How to create an API and then dynamically retrieve data from and add new data to it? - web-services

To start off, I am extremely sorry if my question is not clear but I have very little knowledge about web services in general and the vast nature of varying available information has driven me crazy over the past few weeks. So please do bear with me.
Summary: I want to create a live score update app for android. (I haven't added android as a tag because I do know how to retrieve data from say twitter's JSON api.) However, like the twitter JSON api, I want to be able to add(POST maybe?) data to the Apache 7.0 service that I have running. I then want the app to be able to be able to retrieve this data that I have posted.
I had asked a more generic question earlier and I was told that I should look up some api's. I did that but I have still not been unable to make a break through.
So my questions is:
Is setting up an API on my local web service the correct way to do this?
If so, how can I setup an API that will return JSON objects to the Android app. Also, I would need to be able to constantly update this API with new data.
Additionally, would I also need to setup a database for all this?
Any links to well explained matter would be appreciated too.
Note: I would like to carry this out using a RESTful Web Service through Jersey and use JSON Objects during retrieval.
Again, I am sorry about my terrible knowledge with web services in general despite trying my best to research a lot. The best I could do was get my RESTful Web to respond to a GET with some pre-defined text that I had set in Eclipse.
Thanks.

If I understand you correctly, what you try to do is something like this:
There will be a match or multiple matches of some sort. Whenever a team/player scores someone (i.e. you) will use the app to update the score. People who previously subscribed to the match, will be notified and see the updated score.
Even though I'm not familiar with backends based on Java, the implementation should be fairly similar to other programming languages.
First of all a few words to REST in general. REST is generally needed, when you need to share information between multiple devices and or users. This seems to be the case here. To implement the REST you are going to need an API of some sorts. Within the web APIs are implemented by webservers answering to certain predefined HTTP Requests.
Thus setting up an API on a web server is the correct way.

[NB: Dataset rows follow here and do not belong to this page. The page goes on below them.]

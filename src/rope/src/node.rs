use crate::collision::CollisionProvider;
use crate::V3;
use protocol::pr_model::PrNode;

/// One point mass of the chain. Velocity is implicit in `pos - ppos`.
#[derive(Clone, Copy, Debug, PartialEq)]
pub struct Node {
	pub pos: V3,
	pub ppos: V3,
}

impl Node {
	pub fn new(pos: V3) -> Self {
		Self { pos, ppos: pos }
	}

	pub fn get_pos(&self) -> V3 {
		self.pos
	}

	pub fn add_pos(&mut self, dp: V3) {
		self.pos += dp
	}

	pub fn set_pos(&mut self, p: V3) {
		self.pos = p
	}

	pub fn reset_pos(&mut self, p: V3) {
		self.pos = p;
		self.ppos = p;
	}

	/// Displacement over the last substep.
	pub fn velocity_raw(&self) -> V3 {
		self.pos - self.ppos
	}

	/// Position Verlet step. The move is swept against `collision` so a fast
	/// node stops on a surface instead of passing through it.
	pub fn integrate(
		&mut self,
		gravity: V3,
		dt: f32,
		radius: f32,
		collision: &dyn CollisionProvider,
	) {
		let pos = self.pos;
		let mut new_pos = 2.0 * pos - self.ppos + gravity * (dt * dt);
		let dp = new_pos - pos;
		let dl = dp.magnitude();
		if dl > 0.0 {
			// failed queries count as a miss
			if let Ok(Some(hit)) = collision.sweep(pos, radius, dp / dl, dl) {
				new_pos = hit.point + hit.normal * radius;
			}
		}
		self.ppos = pos;
		self.pos = new_pos;
	}

	pub fn render(&self) -> PrNode {
		PrNode {
			pos: self.pos.into(),
		}
	}
}

#[cfg(not(debug_assertions))]
pub fn integrate_all(
	nodes: &mut [Node],
	gravity: V3,
	dt: f32,
	radius: f32,
	collision: &dyn CollisionProvider,
) {
	use rayon::prelude::*;
	nodes
		.par_iter_mut()
		.for_each(|node| node.integrate(gravity, dt, radius, collision));
}

#[cfg(debug_assertions)]
pub fn integrate_all(
	nodes: &mut [Node],
	gravity: V3,
	dt: f32,
	radius: f32,
	collision: &dyn CollisionProvider,
) {
	nodes
		.iter_mut()
		.for_each(|node| node.integrate(gravity, dt, radius, collision));
}

#[cfg(test)]
mod test {
	use approx::assert_relative_eq;

	use super::*;
	use crate::collision::{NoCollision, Overlaps, SweepHit, SweepResult};

	struct Floor;

	impl CollisionProvider for Floor {
		fn sweep(&self, origin: V3, radius: f32, dir: V3, max_dist: f32) -> SweepResult {
			// plane y = 0, normal up
			if dir.y >= 0.0 {
				return Ok(None);
			}
			let t = (origin.y - radius) / -dir.y;
			if t > max_dist {
				return Ok(None);
			}
			let center = origin + dir * t;
			Ok(Some(SweepHit {
				point: V3::new(center.x, 0., center.z),
				normal: V3::y(),
				distance: t,
			}))
		}

		fn overlap(&self, _point: V3, _radius: f32) -> Overlaps<'_> {
			Ok(Vec::new())
		}
	}

	#[test]
	fn test_free_fall_step() {
		let mut n = Node::new(V3::new(0., 10., 0.));
		let g = V3::new(0., -10., 0.);
		n.integrate(g, 0.1, 0.05, &NoCollision);
		assert_relative_eq!(n.pos.y, 9.9, epsilon = 1e-5);
		assert_relative_eq!(n.ppos.y, 10.0);
		n.integrate(g, 0.1, 0.05, &NoCollision);
		// second step keeps the velocity and adds g * dt^2 again
		assert_relative_eq!(n.pos.y, 9.7, epsilon = 1e-5);
	}

	#[test]
	fn test_keeps_velocity_without_gravity() {
		let mut n = Node::new(V3::zeros());
		n.ppos = V3::new(-1., 0., 0.);
		n.integrate(V3::zeros(), 0.02, 0.05, &NoCollision);
		assert_eq!(n.pos, V3::new(1., 0., 0.));
		assert_eq!(n.velocity_raw(), V3::new(1., 0., 0.));
	}

	#[test]
	fn test_resting_node_skips_sweep() {
		struct Panics;
		impl CollisionProvider for Panics {
			fn sweep(&self, _: V3, _: f32, _: V3, _: f32) -> SweepResult {
				panic!("zero-length move must not be swept")
			}
			fn overlap(&self, _: V3, _: f32) -> Overlaps<'_> {
				Ok(Vec::new())
			}
		}
		let mut n = Node::new(V3::new(1., 2., 3.));
		n.integrate(V3::zeros(), 0.02, 0.05, &Panics);
		assert_eq!(n.pos, V3::new(1., 2., 3.));
	}

	#[test]
	fn test_sweep_clamps_to_surface() {
		let mut n = Node::new(V3::new(0., 0.1, 0.));
		n.ppos = V3::new(0., 1.1, 0.);
		n.integrate(V3::zeros(), 0.02, 0.05, &Floor);
		assert_relative_eq!(n.pos.y, 0.05, epsilon = 1e-6);
		assert_relative_eq!(n.ppos.y, 0.1);
	}

	#[test]
	fn test_failed_query_is_a_miss() {
		use crate::error::QueryError;
		struct Broken;
		impl CollisionProvider for Broken {
			fn sweep(&self, _: V3, _: f32, _: V3, _: f32) -> SweepResult {
				Err(QueryError("backend offline".into()))
			}
			fn overlap(&self, _: V3, _: f32) -> Overlaps<'_> {
				Ok(Vec::new())
			}
		}
		let mut n = Node::new(V3::zeros());
		n.integrate(V3::new(0., -10., 0.), 0.1, 0.05, &Broken);
		assert_relative_eq!(n.pos.y, -0.1, epsilon = 1e-6);
	}
}
use approx::assert_relative_eq;
use rope::anchor::{AnchorSource, SharedAnchor};
use rope::collision::{ColliderSet, CollisionProvider, NoCollision, Shape};
use rope::config::RopeConfig;
use rope::simulation::RopeSimulation;
use rope::V3;

fn stretches(sim: &RopeSimulation) -> Vec<f32> {
	sim.nodes()
		.windows(2)
		.map(|w| (w[0].pos - w[1].pos).magnitude())
		.collect()
}

#[test]
fn hanging_rope_scenario() {
	let config = RopeConfig::default()
		.with_node_count(5)
		.with_rope_length(4.0)
		.with_gravity(V3::new(0., -9.81, 0.))
		.with_sub_steps(4)
		.with_constraint_iterations(6);
	let mut sim = RopeSimulation::new(config, V3::zeros()).unwrap();
	assert_relative_eq!(sim.rest_length(), 0.8);
	for _ in 0..100 {
		sim.tick(1.0 / 50.0);
	}
	for d in stretches(&sim) {
		assert!((0.79..=0.81).contains(&d), "segment length {}", d);
	}
	assert!(sim.nodes()[4].pos.y < sim.nodes()[0].pos.y);
}

#[test]
fn stretched_rope_converges_without_gravity() {
	let config = RopeConfig::default()
		.with_gravity(V3::zeros())
		.with_constraint_iterations(6);
	let mut sim = RopeSimulation::new(config, V3::zeros()).unwrap();
	let start: Vec<_> = (0..5)
		.map(|i| V3::new(0.3 * i as f32, -1.0 * i as f32, 0.1 * (i % 2) as f32))
		.collect();
	sim.reset_positions(&start).unwrap();
	for _ in 0..20 {
		sim.tick(1.0 / 50.0);
	}
	for d in stretches(&sim) {
		assert!((d - 0.8).abs() < 1e-3, "segment length {}", d);
	}
}

#[test]
fn anchor_pinned_after_every_tick() {
	let anchor = SharedAnchor::new(V3::new(0., 2., 0.));
	let mut sim = RopeSimulation::new(RopeConfig::default(), anchor.clone()).unwrap();
	// knock node 0 away; the next tick must put it back
	let mut displaced = sim.positions();
	displaced[0] += V3::new(3., -1., 0.5);
	sim.reset_positions(&displaced).unwrap();
	for i in 0..50 {
		anchor.set(V3::new((i as f32 * 0.3).sin(), 2., (i as f32 * 0.2).cos()));
		sim.tick(1.0 / 60.0);
		assert_eq!(sim.nodes()[0].pos, anchor.position());
	}
}

#[test]
fn rope_drapes_over_ball_without_sinking_in() {
	let center = V3::new(0.3, -2.5, 0.);
	let ball = Shape::sphere(center, 0.6);
	let world = ColliderSet::default().with_shape(ball);
	let config = RopeConfig::default()
		.with_rope_radius(0.1)
		.with_collision_interval(1);
	let mut sim = RopeSimulation::new(config, V3::zeros())
		.unwrap()
		.with_collision(world.clone());
	// start level to the side so the swing carries the rope onto the ball
	let start: Vec<_> = (0..5).map(|i| V3::new(-0.8 * i as f32, 0., 0.)).collect();
	sim.reset_positions(&start).unwrap();
	for _ in 0..150 {
		sim.tick(1.0 / 50.0);
		for n in sim.nodes() {
			let gap = (n.pos - center).magnitude() - 0.6;
			assert!(gap > 0.09, "node {:?} is {} from the surface", n.pos, gap);
		}
	}
	// resting on the ball, not hanging clear of it
	let touching = sim
		.nodes()
		.iter()
		.filter(|n| !world.overlap(n.pos, 0.11).unwrap().is_empty())
		.count();
	assert!(touching > 0);
	assert!(sim.nodes().iter().all(|n| ball.closest_point(n.pos) != n.pos));
}

#[test]
fn runs_are_deterministic() {
	let run = || {
		let mut sim = RopeSimulation::new(RopeConfig::default().with_node_count(12), V3::zeros())
			.unwrap()
			.with_collision(NoCollision);
		let start: Vec<_> = (0..12).map(|i| V3::new(0.3 * i as f32, 0., 0.)).collect();
		sim.reset_positions(&start).unwrap();
		for _ in 0..120 {
			sim.tick(1.0 / 60.0);
		}
		sim.positions()
	};
	let a = run();
	let b = run();
	assert_eq!(a, b);
}

#[test]
fn no_collider_means_no_queries_matter() {
	struct Empty;
	impl CollisionProvider for Empty {
		fn sweep(&self, _: V3, _: f32, _: V3, _: f32) -> rope::collision::SweepResult {
			Ok(None)
		}
		fn overlap(&self, _: V3, _: f32) -> rope::collision::Overlaps<'_> {
			Ok(Vec::new())
		}
	}
	let mut a = RopeSimulation::new(RopeConfig::default(), V3::zeros()).unwrap();
	let mut b = RopeSimulation::new(RopeConfig::default(), V3::zeros())
		.unwrap()
		.with_collision(Empty);
	for _ in 0..30 {
		a.tick(0.02);
		b.tick(0.02);
	}
	assert_eq!(a.positions(), b.positions());
}
pub mod contact;
pub mod distance;
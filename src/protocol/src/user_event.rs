use crate::pr_model::PrMesh;

#[derive(Debug)]
pub enum UserEvent {
	Update(PrMesh, UpdateInfo),
}

#[derive(Clone, Copy, Debug, Default, PartialEq)]
pub struct UpdateInfo {
	pub frame: u64,
	// compute time / frame budget, above 1.0 means the loop is late
	pub load: f32,
	pub node_len: usize,
	pub max_stretch: f32,
}
use std::sync::Arc;

use crate::ring::compute_vertices;
use crate::V3;
use protocol::pr_model::{Aabb, PrMesh};
use protocol::vertex::Vertex;

/// Tube surface of one frame, positions relative to the anchor.
#[derive(Clone, Debug, Default)]
pub struct RenderModel {
	pub positions: Vec<V3>,
	pub normals: Vec<V3>,
	// outward ring directions, used where a face normal is unusable
	dirs: Vec<V3>,
	local: Vec<V3>,
}

impl RenderModel {
	/// Rebuilds rings and normals for `nodes` seen from `anchor`.
	pub fn rebuild(&mut self, anchor: V3, nodes: &[V3], radius: f32, sides: usize, indices: &[u32]) {
		self.local.clear();
		self.local.extend(nodes.iter().map(|p| p - anchor));
		compute_vertices(&self.local, radius, sides, &mut self.positions, &mut self.dirs);
		vertex_normals(&self.positions, &self.dirs, indices, &mut self.normals);
	}

	pub fn bounds(&self) -> Option<Aabb> {
		Aabb::from_points(self.positions.iter())
	}

	pub fn to_pr_mesh(&self, indices: Arc<[u32]>) -> Option<PrMesh> {
		let bounds = self.bounds()?;
		let vertices = self
			.positions
			.iter()
			.zip(self.normals.iter())
			.map(|(p, n)| Vertex::new(*p, *n))
			.collect();
		Some(PrMesh {
			vertices,
			indices,
			bounds,
		})
	}
}

/// Smooth normals: each vertex sums the unnormalized normals of its faces,
/// so bigger faces weigh more. Vertices whose faces cancel out or are
/// degenerate fall back to `fallback`.
pub fn vertex_normals(positions: &[V3], fallback: &[V3], indices: &[u32], out: &mut Vec<V3>) {
	out.clear();
	out.resize(positions.len(), V3::zeros());
	for tri in indices.chunks_exact(3) {
		let [a, b, c] = [tri[0] as usize, tri[1] as usize, tri[2] as usize];
		let n = (positions[b] - positions[a]).cross(&(positions[c] - positions[a]));
		out[a] += n;
		out[b] += n;
		out[c] += n;
	}
	for (n, f) in out.iter_mut().zip(fallback.iter()) {
		*n = n.try_normalize(f32::EPSILON).unwrap_or(*f);
	}
}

Next a few words on databases. A database is generally needed, if you want to store information persistently. This might, or might not be what you are planning to do. If there are just going to be a few matches at the same time and you don't care about persistence of the data, you can use Java to store a collection of match objects in memory. I'm just saying it is possible, not that it is a good idea. Once your server crashes or you run out of memory due to w/e reason, data is going to be lost. (Of course within the actual implementation you want to cache data for current matches in some way and keeping objects in memory is way to do so).
I'd recommend to use a database.
Within the database, you can then store and access information about the matches like the score, which users subscribed, who played, etc.
JSON is just a way to represent the data/objects that will be shared between the server and the client. You can use JSON to encode request and response data/bodies.
The user has to be informed about the updated score. There are two basic ways to do so. Push or Pull. With pull, the client will check for updated scores after fixed intervals or actions. With push, the server will notify the client about changed scores which will cause him to update the information. Since you are planning on doing a live application and using Java anyways, push seems to be the better way to go.
Last but not least let's have a look at a possible implementation using
Webserver (API endpoints + database)
Administrator (keeps score updated)
User (receives updates)
We assume that the server will respond to HTTP Requests (POST#/api/my-endpoint) with JSON-Objects.
Possible flow
1)
First the administrator creates a match
REQUEST
POST # /api/matches
body: team1=someteam&team2=someotherteam
The server now will create a match object and store it in the database. The response will contain information about the object and whether the action was successful.
2)
The user asks for a list of matches
REQUEST
GET # /api/matches/curret
The response will be a JSON object containing a list of current matches.
RESPONSE
{
matches: [
{id: 1, teams:...}, ...
]
}
3)
(If push)
A user subscribes to a match
REQUEST
GET # /api/SOME_MATCH_ID/observe
The user will now be added as an observer for the match. Again, the response contains information about whether the action was successful or not.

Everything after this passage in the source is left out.